■ EXERCISE DETAILS:
Instruction for the data below: set down exactly the lines from the line with "filename bites-server/src/db/repository/user.rs" to the line with "let hash_pass = User::hash_password(&data.password)", inclusive, and no others.

* * * * * * * * *

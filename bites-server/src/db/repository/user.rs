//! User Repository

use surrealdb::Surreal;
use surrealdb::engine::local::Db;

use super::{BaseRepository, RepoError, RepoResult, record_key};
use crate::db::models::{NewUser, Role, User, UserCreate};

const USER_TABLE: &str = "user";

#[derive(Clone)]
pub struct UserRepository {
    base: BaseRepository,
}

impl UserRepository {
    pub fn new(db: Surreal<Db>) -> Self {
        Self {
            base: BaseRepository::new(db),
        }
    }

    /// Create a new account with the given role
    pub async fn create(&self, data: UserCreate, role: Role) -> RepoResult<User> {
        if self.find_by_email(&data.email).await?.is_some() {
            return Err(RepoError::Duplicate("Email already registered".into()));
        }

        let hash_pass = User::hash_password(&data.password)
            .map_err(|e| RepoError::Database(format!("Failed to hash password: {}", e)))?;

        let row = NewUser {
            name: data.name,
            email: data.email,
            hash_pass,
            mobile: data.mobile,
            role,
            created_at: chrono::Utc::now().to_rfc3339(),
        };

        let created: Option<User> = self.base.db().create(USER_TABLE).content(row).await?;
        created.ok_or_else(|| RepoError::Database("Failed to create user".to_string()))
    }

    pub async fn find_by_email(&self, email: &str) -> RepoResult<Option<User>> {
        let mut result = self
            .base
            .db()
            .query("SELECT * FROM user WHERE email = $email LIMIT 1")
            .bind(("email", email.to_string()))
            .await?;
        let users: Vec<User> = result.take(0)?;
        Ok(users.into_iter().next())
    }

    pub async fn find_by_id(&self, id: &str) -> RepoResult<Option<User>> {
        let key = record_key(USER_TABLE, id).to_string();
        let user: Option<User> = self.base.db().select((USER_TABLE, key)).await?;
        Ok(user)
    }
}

* * * * * * * * *

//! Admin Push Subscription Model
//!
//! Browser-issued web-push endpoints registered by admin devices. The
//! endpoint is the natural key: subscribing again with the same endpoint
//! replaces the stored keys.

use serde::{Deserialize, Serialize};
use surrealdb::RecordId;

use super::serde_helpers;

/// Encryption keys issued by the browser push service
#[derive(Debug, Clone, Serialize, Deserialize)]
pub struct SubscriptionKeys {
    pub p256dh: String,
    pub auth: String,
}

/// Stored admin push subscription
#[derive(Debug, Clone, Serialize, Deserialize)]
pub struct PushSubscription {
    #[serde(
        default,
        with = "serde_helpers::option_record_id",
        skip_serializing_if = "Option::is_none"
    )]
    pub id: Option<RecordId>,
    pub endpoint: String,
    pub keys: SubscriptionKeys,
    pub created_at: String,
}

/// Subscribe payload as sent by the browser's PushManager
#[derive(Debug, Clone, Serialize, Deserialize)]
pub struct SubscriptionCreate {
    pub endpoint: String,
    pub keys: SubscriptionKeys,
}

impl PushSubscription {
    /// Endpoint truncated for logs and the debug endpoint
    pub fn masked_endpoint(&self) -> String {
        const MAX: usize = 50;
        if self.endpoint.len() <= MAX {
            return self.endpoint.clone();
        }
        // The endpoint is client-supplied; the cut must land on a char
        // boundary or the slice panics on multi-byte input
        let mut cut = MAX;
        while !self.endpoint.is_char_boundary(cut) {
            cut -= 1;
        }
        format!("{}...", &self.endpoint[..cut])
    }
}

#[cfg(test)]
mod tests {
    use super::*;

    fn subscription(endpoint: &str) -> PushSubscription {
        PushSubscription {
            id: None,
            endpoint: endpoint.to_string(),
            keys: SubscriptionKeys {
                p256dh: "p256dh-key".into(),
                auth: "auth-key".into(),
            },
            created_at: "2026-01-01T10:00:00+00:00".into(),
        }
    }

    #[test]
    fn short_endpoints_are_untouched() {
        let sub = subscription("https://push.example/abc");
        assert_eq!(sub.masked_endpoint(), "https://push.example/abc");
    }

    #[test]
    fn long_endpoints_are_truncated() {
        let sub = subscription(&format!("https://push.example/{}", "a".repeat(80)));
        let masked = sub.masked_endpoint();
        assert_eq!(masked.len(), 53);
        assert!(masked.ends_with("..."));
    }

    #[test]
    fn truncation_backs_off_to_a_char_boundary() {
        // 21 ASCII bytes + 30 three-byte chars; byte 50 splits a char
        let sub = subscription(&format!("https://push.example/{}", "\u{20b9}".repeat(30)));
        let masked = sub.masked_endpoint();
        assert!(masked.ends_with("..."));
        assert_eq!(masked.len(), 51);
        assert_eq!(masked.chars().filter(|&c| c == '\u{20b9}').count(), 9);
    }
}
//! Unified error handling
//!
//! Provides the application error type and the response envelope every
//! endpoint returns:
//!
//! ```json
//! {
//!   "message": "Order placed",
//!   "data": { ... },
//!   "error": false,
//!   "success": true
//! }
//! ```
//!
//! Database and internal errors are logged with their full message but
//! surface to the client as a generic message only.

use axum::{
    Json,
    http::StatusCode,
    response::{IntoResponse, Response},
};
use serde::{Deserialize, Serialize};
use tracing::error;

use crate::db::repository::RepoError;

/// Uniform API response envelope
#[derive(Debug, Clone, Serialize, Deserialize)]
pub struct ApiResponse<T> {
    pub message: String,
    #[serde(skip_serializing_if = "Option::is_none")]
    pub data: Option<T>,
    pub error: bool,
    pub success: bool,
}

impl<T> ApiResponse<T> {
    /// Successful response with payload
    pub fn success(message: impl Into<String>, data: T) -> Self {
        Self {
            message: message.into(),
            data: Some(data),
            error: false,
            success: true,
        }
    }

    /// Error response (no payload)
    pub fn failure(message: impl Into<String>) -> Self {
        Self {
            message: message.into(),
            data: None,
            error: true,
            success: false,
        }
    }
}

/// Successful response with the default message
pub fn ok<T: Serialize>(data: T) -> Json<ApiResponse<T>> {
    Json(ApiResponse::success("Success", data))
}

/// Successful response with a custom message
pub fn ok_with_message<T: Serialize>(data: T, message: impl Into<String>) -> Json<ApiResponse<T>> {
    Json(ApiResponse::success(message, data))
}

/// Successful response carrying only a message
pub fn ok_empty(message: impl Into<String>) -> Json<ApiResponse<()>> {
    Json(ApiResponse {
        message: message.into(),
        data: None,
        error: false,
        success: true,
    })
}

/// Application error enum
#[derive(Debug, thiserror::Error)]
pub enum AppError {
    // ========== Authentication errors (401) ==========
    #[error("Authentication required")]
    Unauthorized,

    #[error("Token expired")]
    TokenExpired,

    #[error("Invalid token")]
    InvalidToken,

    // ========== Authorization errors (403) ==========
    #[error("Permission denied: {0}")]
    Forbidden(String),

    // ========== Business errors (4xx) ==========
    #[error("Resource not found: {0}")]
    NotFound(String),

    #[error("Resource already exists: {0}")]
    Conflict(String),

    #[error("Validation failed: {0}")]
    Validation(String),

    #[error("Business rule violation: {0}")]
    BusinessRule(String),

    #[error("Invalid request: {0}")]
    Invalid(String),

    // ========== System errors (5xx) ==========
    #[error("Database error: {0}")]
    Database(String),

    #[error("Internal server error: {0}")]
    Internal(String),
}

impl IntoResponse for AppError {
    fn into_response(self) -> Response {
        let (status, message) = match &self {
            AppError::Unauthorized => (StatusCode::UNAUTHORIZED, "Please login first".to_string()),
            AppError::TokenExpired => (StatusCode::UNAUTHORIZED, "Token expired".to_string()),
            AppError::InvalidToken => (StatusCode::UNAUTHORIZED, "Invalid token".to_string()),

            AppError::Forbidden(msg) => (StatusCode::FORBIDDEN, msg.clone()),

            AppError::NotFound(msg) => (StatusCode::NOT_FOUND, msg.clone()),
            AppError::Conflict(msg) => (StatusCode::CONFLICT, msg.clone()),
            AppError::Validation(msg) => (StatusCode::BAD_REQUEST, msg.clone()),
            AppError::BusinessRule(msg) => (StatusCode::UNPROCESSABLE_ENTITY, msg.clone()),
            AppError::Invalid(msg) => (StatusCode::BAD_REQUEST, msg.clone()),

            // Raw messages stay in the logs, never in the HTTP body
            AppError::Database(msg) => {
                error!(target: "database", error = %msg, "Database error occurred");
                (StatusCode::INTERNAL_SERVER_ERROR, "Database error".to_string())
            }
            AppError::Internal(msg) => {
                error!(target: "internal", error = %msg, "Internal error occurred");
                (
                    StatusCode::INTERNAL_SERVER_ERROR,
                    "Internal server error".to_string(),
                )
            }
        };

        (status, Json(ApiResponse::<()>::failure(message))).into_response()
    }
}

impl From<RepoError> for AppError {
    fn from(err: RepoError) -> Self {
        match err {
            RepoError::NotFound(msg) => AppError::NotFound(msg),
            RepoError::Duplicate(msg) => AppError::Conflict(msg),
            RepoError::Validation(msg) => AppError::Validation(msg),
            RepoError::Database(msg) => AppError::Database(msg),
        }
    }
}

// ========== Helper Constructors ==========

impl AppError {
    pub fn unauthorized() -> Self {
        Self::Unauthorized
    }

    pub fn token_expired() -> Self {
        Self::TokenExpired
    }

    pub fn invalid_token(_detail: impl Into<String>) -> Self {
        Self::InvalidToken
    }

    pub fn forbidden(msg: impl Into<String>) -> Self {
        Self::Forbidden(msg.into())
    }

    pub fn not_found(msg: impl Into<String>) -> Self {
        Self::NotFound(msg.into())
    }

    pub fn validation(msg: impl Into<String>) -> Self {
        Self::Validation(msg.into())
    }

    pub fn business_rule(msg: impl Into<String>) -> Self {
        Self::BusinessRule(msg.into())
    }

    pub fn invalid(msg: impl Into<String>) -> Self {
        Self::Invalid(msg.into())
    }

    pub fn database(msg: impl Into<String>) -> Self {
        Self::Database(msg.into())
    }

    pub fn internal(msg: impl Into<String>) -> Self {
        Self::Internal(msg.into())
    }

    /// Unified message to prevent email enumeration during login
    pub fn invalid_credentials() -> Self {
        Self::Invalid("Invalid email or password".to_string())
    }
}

* * * * * * * * *

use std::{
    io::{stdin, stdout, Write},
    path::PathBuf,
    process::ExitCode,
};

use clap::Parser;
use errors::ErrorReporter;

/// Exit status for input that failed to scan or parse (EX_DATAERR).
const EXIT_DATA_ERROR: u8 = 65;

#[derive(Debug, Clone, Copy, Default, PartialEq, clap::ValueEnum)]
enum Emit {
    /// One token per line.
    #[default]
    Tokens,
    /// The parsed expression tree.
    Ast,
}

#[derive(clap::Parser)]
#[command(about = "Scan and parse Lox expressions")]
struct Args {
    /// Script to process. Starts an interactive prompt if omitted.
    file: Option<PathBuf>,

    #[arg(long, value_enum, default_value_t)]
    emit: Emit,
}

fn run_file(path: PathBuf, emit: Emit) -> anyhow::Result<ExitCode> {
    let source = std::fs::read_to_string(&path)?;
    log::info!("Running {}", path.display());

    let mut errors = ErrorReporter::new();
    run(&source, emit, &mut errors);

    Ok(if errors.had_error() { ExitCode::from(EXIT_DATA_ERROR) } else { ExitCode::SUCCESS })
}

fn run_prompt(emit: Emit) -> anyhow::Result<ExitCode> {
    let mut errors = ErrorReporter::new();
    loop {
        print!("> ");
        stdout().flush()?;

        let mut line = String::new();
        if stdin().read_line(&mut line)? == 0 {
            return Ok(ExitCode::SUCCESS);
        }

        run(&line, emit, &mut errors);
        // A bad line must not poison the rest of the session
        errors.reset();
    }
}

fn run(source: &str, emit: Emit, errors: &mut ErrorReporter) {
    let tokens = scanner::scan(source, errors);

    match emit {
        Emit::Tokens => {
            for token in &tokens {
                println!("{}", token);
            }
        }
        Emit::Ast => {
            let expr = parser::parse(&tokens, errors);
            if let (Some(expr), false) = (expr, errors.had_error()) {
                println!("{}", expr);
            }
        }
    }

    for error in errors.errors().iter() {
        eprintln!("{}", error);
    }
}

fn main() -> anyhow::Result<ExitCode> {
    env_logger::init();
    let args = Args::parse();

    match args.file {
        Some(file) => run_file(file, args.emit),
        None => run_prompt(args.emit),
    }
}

* * * * * * * * *

■ TASK ANSWER:
filename bites-server/src/db/repository/user.rs
//! User Repository

use surrealdb::Surreal;
use surrealdb::engine::local::Db;

use super::{BaseRepository, RepoError, RepoResult, record_key};
use crate::db::models::{NewUser, Role, User, UserCreate};

const USER_TABLE: &str = "user";

#[derive(Clone)]
pub struct UserRepository {
    base: BaseRepository,
}

impl UserRepository {
    pub fn new(db: Surreal<Db>) -> Self {
        Self {
            base: BaseRepository::new(db),
        }
    }

    /// Create a new account with the given role
    pub async fn create(&self, data: UserCreate, role: Role) -> RepoResult<User> {
        if self.find_by_email(&data.email).await?.is_some() {
            return Err(RepoError::Duplicate("Email already registered".into()));
        }

        let hash_pass = User::hash_password(&data.password)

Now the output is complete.